Wie kann ich selber merken, ob ich davon betroffen bin? Heißt Borderline, daß ich verrückt bin?

Frage:

Hallo Peter,

ich gehöre zu den Leuten, die gar nicht wissen, ob tatsächlich ein Mißbrauch vorliegt. Aus irgendwelchen Gründen fesselt mich dieses Thema aber sehr und ich beschäftige mich ständig damit - besuche z.B die Schotterblume-Seiten, lese entsprechende Bücher etc.

Von jeher werde ich von unerklärlichen Ängsten geplagt:
Ich habe Angst vor Türen, die spaltweit offenstehen. Ich kann nicht mit dem Rücken in den offenen Raum sitzen, weil ich ständig denke, es schleicht sich jemand heran.
Dunkelheit macht mich wahnsinnig. Alleinsein kann ich abends überhaupt nicht - das geht nur, wenn ich mich in eine Decke gehüllt habe und hinter mir eine Wand ist, so daß ich den Raum überblicken kann. Ich habe Angst vor Augen. Das geht soweit, daß ich nicht in den Spiegel sehen kann, wenn ich alleine bin oder Zeitungen umdrehen muß, auf denen Personen so abgebildet sind, als würden sie einem mit ihrem Blick folgen. Als Kind war ich ein "Schaukelkind". Ich konnte nur einschlafen, wenn ich mich bis zur Erschöpfung in den Schlaf geschaukelt habe. Ich hatte damals Angst vor "dem schwarzen Mann mit dem Messer", der mir das Ohr abschneiden will. Dabei ist mir nicht bewußt, daß ich jemals so jemanden gesehen hätte. Außerdem plagt mich eine ausgeprägte Spinnenphobie. Niemand darf meine Fußgelenke umfassen oder meine Knie berühren - beides macht mich wahnsinnig.

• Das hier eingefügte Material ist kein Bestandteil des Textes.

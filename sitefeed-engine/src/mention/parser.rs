/// Mention trigger parsing for the composer.
/// Pure cursor-position logic: no state, no I/O. Positions are char
/// indices so accented names behave the same as ASCII ones.
use sitefeed_types::MentionSuggestion;

/// An in-progress "@" mention found at the cursor.
#[derive(Debug, Clone, PartialEq, Eq)]
pub struct Trigger {
    /// Char index of the `@` itself.
    pub start: usize,
    /// Partial query typed after the `@`, lower-cased.
    pub query: String,
}

/// Result of accepting a suggestion.
#[derive(Debug, Clone, PartialEq, Eq)]
pub struct Replacement {
    pub text: String,
    /// Caret position (char index) immediately after the inserted mention.
    pub caret: usize,
}

/// Characters allowed inside a mention query: letters (including
/// accented), digits, `_` and `-`. Excludes whitespace, so a trigger can
/// never cross a line break.
fn is_query_char(c: char) -> bool {
    c.is_alphanumeric() || c == '_' || c == '-'
}

/// Scan backward from `cursor` for an active mention trigger.
///
/// A trigger requires the `@` to start a word (preceded by whitespace or
/// nothing) and every char between `@` and the cursor to be a query char.
pub fn detect_trigger(text: &str, cursor: usize) -> Option<Trigger> {
    let chars: Vec<char> = text.chars().collect();
    let cursor = cursor.min(chars.len());

    // Walk left over query chars until we hit the `@`
    let mut at = None;
    for i in (0..cursor).rev() {
        let c = chars[i];
        if c == '@' {
            at = Some(i);
            break;
        }
        if !is_query_char(c) {
            return None;
        }
    }
    let start = at?;

    // Start-of-word rule: the `@` must not be glued to a preceding word
    if start > 0 && !chars[start - 1].is_whitespace() {
        return None;
    }

    let query: String = chars[start + 1..cursor].iter().collect();
    Some(Trigger {
        start,
        query: query.to_lowercase(),
    })
}

/// Filter directory entries against a partial query.
///
/// Matches first-name prefix, last-name prefix, or full-name substring,
/// case-insensitively. The directory's natural order is preserved; an
/// empty query matches everything.
pub fn filter<'a>(
    suggestions: &'a [MentionSuggestion],
    query: &str,
) -> Vec<&'a MentionSuggestion> {
    if query.is_empty() {
        return suggestions.iter().collect();
    }
    let query = query.to_lowercase();
    suggestions
        .iter()
        .filter(|s| {
            let first = s.first_name.to_lowercase();
            let last = s.last_name.to_lowercase();
            first.starts_with(&query)
                || last.starts_with(&query)
                || format!("{} {}", first, last).contains(&query)
        })
        .collect()
}

/// Splice `@<first_name> ` over the trigger span and report where the
/// caret lands.
pub fn build_replacement(
    text: &str,
    trigger_start: usize,
    query_len: usize,
    chosen: &MentionSuggestion,
) -> Replacement {
    let chars: Vec<char> = text.chars().collect();
    let span_end = (trigger_start + 1 + query_len).min(chars.len());

    let mention = format!("@{} ", chosen.first_name);
    let mut text: String = chars[..trigger_start.min(chars.len())].iter().collect();
    text.push_str(&mention);
    let caret = trigger_start + mention.chars().count();
    text.extend(&chars[span_end..]);

    Replacement { text, caret }
}

#[cfg(test)]
mod tests {
    use super::*;
    use uuid::Uuid;

    fn user(first: &str, last: &str) -> MentionSuggestion {
        MentionSuggestion {
            id: Uuid::new_v4(),
            first_name: first.to_string(),
            last_name: last.to_string(),
            role: "worker".to_string(),
            color: "#333333".to_string(),
        }
    }

    #[test]
    fn test_detect_trigger_basic() {
        let trigger = detect_trigger("Hello @jo", 9).unwrap();
        assert_eq!(trigger.start, 6);
        assert_eq!(trigger.query, "jo");
    }

    #[test]
    fn test_detect_trigger_at_start_of_text() {
        let trigger = detect_trigger("@mar", 4).unwrap();
        assert_eq!(trigger.start, 0);
        assert_eq!(trigger.query, "mar");
    }

    #[test]
    fn test_detect_trigger_rejects_mid_word_at() {
        // Looks like an email address, not a mention
        assert_eq!(detect_trigger("a@b", 3), None);
        assert_eq!(detect_trigger("mail me at test@example", 20), None);
    }

    #[test]
    fn test_detect_trigger_query_lowercased_and_accents_allowed() {
        let trigger = detect_trigger("cc @Józe", 8).unwrap();
        assert_eq!(trigger.start, 3);
        assert_eq!(trigger.query, "józe");
    }

    #[test]
    fn test_detect_trigger_stops_at_whitespace() {
        // Cursor is past a space, so the `@word` behind it is not active
        assert_eq!(detect_trigger("@jo done", 8), None);
    }

    #[test]
    fn test_detect_trigger_empty_query() {
        let trigger = detect_trigger("hey @", 5).unwrap();
        assert_eq!(trigger.start, 4);
        assert_eq!(trigger.query, "");
    }

    #[test]
    fn test_filter_empty_query_returns_all_in_order() {
        let directory = vec![user("Marta", "Diaz"), user("Omar", "Haddad")];
        let matched = filter(&directory, "");
        assert_eq!(matched.len(), 2);
        assert_eq!(matched[0].first_name, "Marta");
    }

    #[test]
    fn test_filter_prefix_and_substring() {
        let directory = vec![
            user("Marta", "Diaz"),
            user("Omar", "Haddad"),
            user("Lena", "Marlow"),
            user("Piotr", "Nowak"),
        ];

        let matched = filter(&directory, "mar");
        let names: Vec<_> = matched.iter().map(|s| s.first_name.as_str()).collect();
        // Marta: first-name prefix; Lena Marlow: last-name prefix;
        // Omar: full-name substring ("omar haddad" contains "mar")
        assert!(names.contains(&"Marta"));
        assert!(names.contains(&"Lena"));
        assert!(names.contains(&"Omar"));
        assert!(!names.contains(&"Piotr"));
    }

    #[test]
    fn test_filter_case_insensitive() {
        let directory = vec![user("Marta", "Diaz")];
        assert_eq!(filter(&directory, "MAR").len(), 1);
    }

    #[test]
    fn test_build_replacement_mid_text() {
        let chosen = user("Marta", "Diaz");
        let result = build_replacement("Hello @ma, hi", 6, 2, &chosen);
        assert_eq!(result.text, "Hello @Marta , hi");
        // Caret lands right after "@Marta "
        assert_eq!(result.caret, 6 + "@Marta ".chars().count());
    }

    #[test]
    fn test_build_replacement_at_end() {
        let chosen = user("Omar", "Haddad");
        let result = build_replacement("cc @om", 3, 2, &chosen);
        assert_eq!(result.text, "cc @Omar ");
        assert_eq!(result.caret, result.text.chars().count());
    }
}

Ansonsten habe ich mein Leben gut im Griff. Ich habe einen Beruf gelernt, studiere jetzt, habe zwei Kinder und bin seit drei Jahren verheiratet. Trotz allem fühle ich mich oft einsam.

Eine Therapie wegen der Ängste hatte ich begonnen, aber nach einem halben Jahr wieder abgebrochen, weil ich das Gefühl hatte, daß mir nicht wirklich geholfen wird. Der Therapeut brachte das Mißbrauchsthema ein und vermutete eine Borderline-Störung. Was ist das ganz genau? Ich habe gelesen, es handelt sich um eine Störung, die irgendwo zwischen Neurose und Psychose liegt. Allerdings kann ich mit beiden Begriffen nicht ganz viel anfangen. Wo ist denn der Unterschied? Und, wenn ich sowas hätte, würde das nicht auch meinem Umfeld - zumindest meinem Mann - auffallen? Bis auf einige Wutausbrüche, die ich manchmal nicht kontrollieren kann und Störungen im sexuellen Bereich (Aggressionen, Abscheu, "heulendes Elend"), die ihn irritieren, ist ihm an mir nichts "verrücktes" aufgefallen? Heißt Borderline, daß ich verrückt bin? Wie kann ich selber merken, ob ich davon betroffen bin? Nach welchen Hinweisen müßte ich suchen? Und wie soll ich nun weiter verfahren? Wie gesagt habe ich die Therapie damals abgebrochen - soll ich es woanders noch einmal versuchen?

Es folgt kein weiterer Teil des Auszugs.